The extent of issues that the principal encounters in this vignette are leadership opportunities that can appear overwhelming to an early career principal, inviting missteps such as reactive or overly managerial “solutions.” Although management functions are a significant responsibility of school leaders that must be conducted well, effective principals must become “leaders of learning who can develop a team delivering effective instruction” (The Wallace Foundation, 2011, p. 4). The case invites aspiring school leaders to think through the “generalist” nature of the principalship, meaning the larger portfolio of campus-wide issues that call for the principal’s leadership and engagement and which are beyond her or his established disciplinary, pedagogical, or grade-level expertise. It further calls for doing so within a real time simulation in which significant opportunities and challenges present themselves in both structured and random ways (the meeting focused on special education instruction in contrast to the impromptu conversation with Nathan, for example). This format creates a context in which participants are able to anticipate how they might be affected by the challenging experiences commonly confronting early career principals (Oplatka, 2012) and to develop strategies for navigating them.

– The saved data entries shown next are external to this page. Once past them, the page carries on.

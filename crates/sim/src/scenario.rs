//! Preset initial states.
//!
//! Every preset starts from zero velocity and pressure, an all-fluid mask and a
//! solid outer ring, then adds its own inflow or walls. Generation depends on
//! the grid dimensions only.

use serde::{Deserialize, Serialize};

use crate::grid::{FieldState, GridSize, SOLID};

/// Half-width of each scenario 4 inlet ribbon, in normalised row units.
pub const RIBBON_HALF_WIDTH: f32 = 0.1225;

#[derive(Clone, Copy, Debug, PartialEq, Eq, Hash, Serialize, Deserialize)]
pub enum Scenario {
    /// Closed empty box.
    Empty,
    /// Uniform horizontal flow `u = 10`.
    WindTunnel,
    /// Horizontal jet `u = 15` through the middle fifth of the rows.
    WindPipe,
    /// Fast and slow inlet ribbons separated by a thin wall.
    LaminarVsTurbulent,
}

impl Scenario {
    pub const ALL: [Scenario; 4] = [
        Scenario::Empty,
        Scenario::WindTunnel,
        Scenario::WindPipe,
        Scenario::LaminarVsTurbulent,
    ];

    /// Look up a preset by its number key. Unknown ids fall back to the
    /// empty box.
    pub fn from_id(id: u32) -> Self {
        match id {
            2 => Scenario::WindTunnel,
            3 => Scenario::WindPipe,
            4 => Scenario::LaminarVsTurbulent,
            _ => Scenario::Empty,
        }
    }

    pub fn id(self) -> u32 {
        match self {
            Scenario::Empty => 1,
            Scenario::WindTunnel => 2,
            Scenario::WindPipe => 3,
            Scenario::LaminarVsTurbulent => 4,
        }
    }

    pub fn name(self) -> &'static str {
        match self {
            Scenario::Empty => "empty",
            Scenario::WindTunnel => "wind tunnel",
            Scenario::WindPipe => "wind pipe",
            Scenario::LaminarVsTurbulent => "laminar vs turbulent",
        }
    }

    pub fn generate(self, grid: GridSize) -> ScenarioState {
        let mut state = FieldState::open(grid);
        state.close_ring();
        let mut base_render_speed = 0.0;

        match self {
            Scenario::Empty => {}
            Scenario::WindTunnel => {
                state.u.fill(10.0);
                base_render_speed = 10.0;
            }
            Scenario::WindPipe => {
                let (lo, hi) = (grid.height as f32 * 0.4, grid.height as f32 * 0.6);
                for j in 0..grid.height {
                    let y = j as f32;
                    if y > lo && y < hi {
                        let row = j * grid.width;
                        state.u[row..row + grid.width].fill(15.0);
                    }
                }
            }
            Scenario::LaminarVsTurbulent => laminar_vs_turbulent(&mut state),
        }

        ScenarioState {
            scenario: self,
            state,
            base_render_speed,
        }
    }
}

fn laminar_vs_turbulent(state: &mut FieldState) {
    let grid = state.grid;
    let height = grid.height as f32;
    for j in 0..grid.height {
        let y = (j as f32 + 0.5) / height;
        let inflow = if (y - 0.755).abs() <= RIBBON_HALF_WIDTH {
            Some(25.0)
        } else if (y - 0.245).abs() <= RIBBON_HALF_WIDTH {
            Some(5.0)
        } else {
            None
        };
        match inflow {
            Some(speed) => {
                state.u[grid.idx(1, j)] = speed;
                state.u[grid.idx(grid.width - 1, j)] = speed;
            }
            None => {
                let row = j as f32;
                if row > height * 0.49 && row < height * 0.51 {
                    let start = j * grid.width;
                    state.mask[start..start + grid.width].fill(SOLID);
                }
            }
        }
    }
}

/// Generated fields plus the visualisation reference speed.
#[derive(Clone, Debug, PartialEq)]
pub struct ScenarioState {
    pub scenario: Scenario,
    pub state: FieldState,
    pub base_render_speed: f32,
}

#[cfg(test)]
mod tests {
    use super::*;
    use crate::grid::FLUID;

    #[test]
    fn test_ids_round_trip_and_unknown_falls_back() {
        for scenario in Scenario::ALL {
            assert_eq!(Scenario::from_id(scenario.id()), scenario);
        }
        assert_eq!(Scenario::from_id(0), Scenario::Empty);
        assert_eq!(Scenario::from_id(9), Scenario::Empty);
    }

    #[test]
    fn test_wind_tunnel_sets_render_speed() {
        let generated = Scenario::WindTunnel.generate(GridSize::new(16, 16));
        assert_eq!(generated.base_render_speed, 10.0);
        assert!(generated.state.u.iter().all(|&u| u == 10.0));
        assert!(generated.state.v.iter().all(|&v| v == 0.0));
        assert_eq!(Scenario::WindPipe.generate(GridSize::new(16, 16)).base_render_speed, 0.0);
    }

    #[test]
    fn test_wind_pipe_rows() {
        let grid = GridSize::new(16, 40);
        let state = Scenario::WindPipe.generate(grid).state;
        // 0.4 * 40 = 16 and 0.6 * 40 = 24 are both excluded
        assert_eq!(state.u[grid.idx(3, 16)], 0.0);
        assert_eq!(state.u[grid.idx(3, 17)], 15.0);
        assert_eq!(state.u[grid.idx(3, 23)], 15.0);
        assert_eq!(state.u[grid.idx(3, 24)], 0.0);
    }

    #[test]
    fn test_laminar_vs_turbulent_layout() {
        let grid = GridSize::new(64, 64);
        let state = Scenario::LaminarVsTurbulent.generate(grid).state;
        // y = (48.5)/64 ~ 0.758: fast ribbon
        assert_eq!(state.u[grid.idx(1, 48)], 25.0);
        assert_eq!(state.u[grid.idx(63, 48)], 25.0);
        // y = (15.5)/64 ~ 0.242: slow ribbon
        assert_eq!(state.u[grid.idx(1, 15)], 5.0);
        // Interior faces start at rest
        assert_eq!(state.u[grid.idx(10, 48)], 0.0);
        // Midline wall: 0.49 * 64 = 31.36 < 32 < 32.64
        for i in 0..64 {
            assert_eq!(state.mask_at(i, 32), SOLID);
        }
        assert_eq!(state.mask_at(10, 31), FLUID);
        assert_eq!(state.mask_at(10, 33), FLUID);
    }
}
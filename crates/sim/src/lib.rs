//! FDM Sim - 2D incompressible flow on an editable domain
//!
//! Staggered MAC-style grid with:
//! - Double-buffered velocity (ping-pong arenas), single pressure and mask fields
//! - Semi-Lagrangian advection + explicit viscosity
//! - Red-black SOR relaxation with accumulated, damped pressure
//! - Solid/fluid mask painting, velocity drag and boundary repair
//!
//! Kernels run on a [`FieldDevice`]. This crate ships the rayon CPU device;
//! `fdm-gpu` provides the wgpu one. Rendering is left to the caller through
//! [`Session::render_view`].

pub mod config;
pub mod cpu;
pub mod device;
pub mod diagnostics;
pub mod editor;
pub mod error;
pub mod grid;
pub mod kernels;
pub mod mask;
pub mod persistence;
pub mod scenario;
pub mod session;
pub mod stepper;
pub mod stroke;

pub use config::{RenderSettings, SimConfig};
pub use cpu::CpuDevice;
pub use device::FieldDevice;
pub use diagnostics::{CellProbe, FieldStats};
pub use error::{ConfigError, DeviceError, PersistenceError, Result, SimError};
pub use grid::{CellKind, FieldState, GridSize, PingPong, FLUID, SOLID, TILE_SIZE};
pub use scenario::{Scenario, ScenarioState};
pub use session::{PointerInput, RenderView, Session};
pub use stepper::{tick, TickParams};
pub use stroke::Stroke;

The case is intended in part to support principal career longevity, identified by the educational leadership research base as a significant factor in positively facilitating teacher stability and student achievement (Baker, 2007; Fuller et al., 2008; Fuller & Young, 2009; Fuller et al., 2007), by affording aspiring school leaders an opportunity to critically reflect on leadership practice in a context-specific case that is likely to elicit challenges experienced by early career principals. Discussion questions below incorporate specific educational leadership research that can assist in addressing the case issues. The activities below delineate options for using the case as a collaborative- or self-assessment with aspiring school leaders to identify progress with developing leadership knowledge and skills. As an assessment tool, it may also be used for setting learning goals related to prinicpal preparation. The case is also suitable for use in a professional development setting with early career principals.
Discussion Questions
Strategies for responding to this case might be organized using various theoretical frameworks common to educational leadership. For example, how might Bolman and Deal’s (2010) four frames (political, human resource, structural, and symbolic) help you as the principal by serving as a lens to systematically identify dynamics underlying challenges presented in the case, interrelationships among them, and possibilities for action?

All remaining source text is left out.